◆ Exercise directions
Would you output the whole of the data exactly?

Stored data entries

━━━━━━━━

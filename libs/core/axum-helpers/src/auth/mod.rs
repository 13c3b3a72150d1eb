//! Stateless JWT authentication and authority checks.
//!
//! ```ignore
//! use axum_helpers::auth::{AuthorityGuard, JwtAuth, JwtConfig, require_authority};
//! use core_config::FromEnv;
//!
//! let auth = JwtAuth::new(&JwtConfig::from_env()?);
//! let admin = Router::new()
//!     .route("/admin/users", get(list_users))
//!     .layer(axum::middleware::from_fn_with_state(
//!         AuthorityGuard::new(auth, "ROLE_ADMIN"),
//!         require_authority,
//!     ));
//! ```

pub mod config;
pub mod jwt;
pub mod middleware;

pub use config::JwtConfig;
pub use jwt::{JwtAuth, JwtClaims};
pub use middleware::{AuthorityGuard, require_authority};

━━━━━━━━

◆ Result
filename libs/core/axum-helpers/src/auth/mod.rs
repository 13c3b3a72150d1eb
//! Stateless JWT authentication and authority checks.
//!
//! ```ignore
//! use axum_helpers::auth::{AuthorityGuard, JwtAuth, JwtConfig, require_authority};
//! use core_config::FromEnv;
//!
//! let auth = JwtAuth::new(&JwtConfig::from_env()?);
//! let admin = Router::new()
//!     .route("/admin/users", get(list_users))
//!     .layer(axum::middleware::from_fn_with_state(
//!         AuthorityGuard::new(auth, "ROLE_ADMIN"),
//!         require_authority,
//!     ));
//! ```

pub mod config;
pub mod jwt;
pub mod middleware;

pub use config::JwtConfig;
pub use jwt::{JwtAuth, JwtClaims};
pub use middleware::{AuthorityGuard, require_authority};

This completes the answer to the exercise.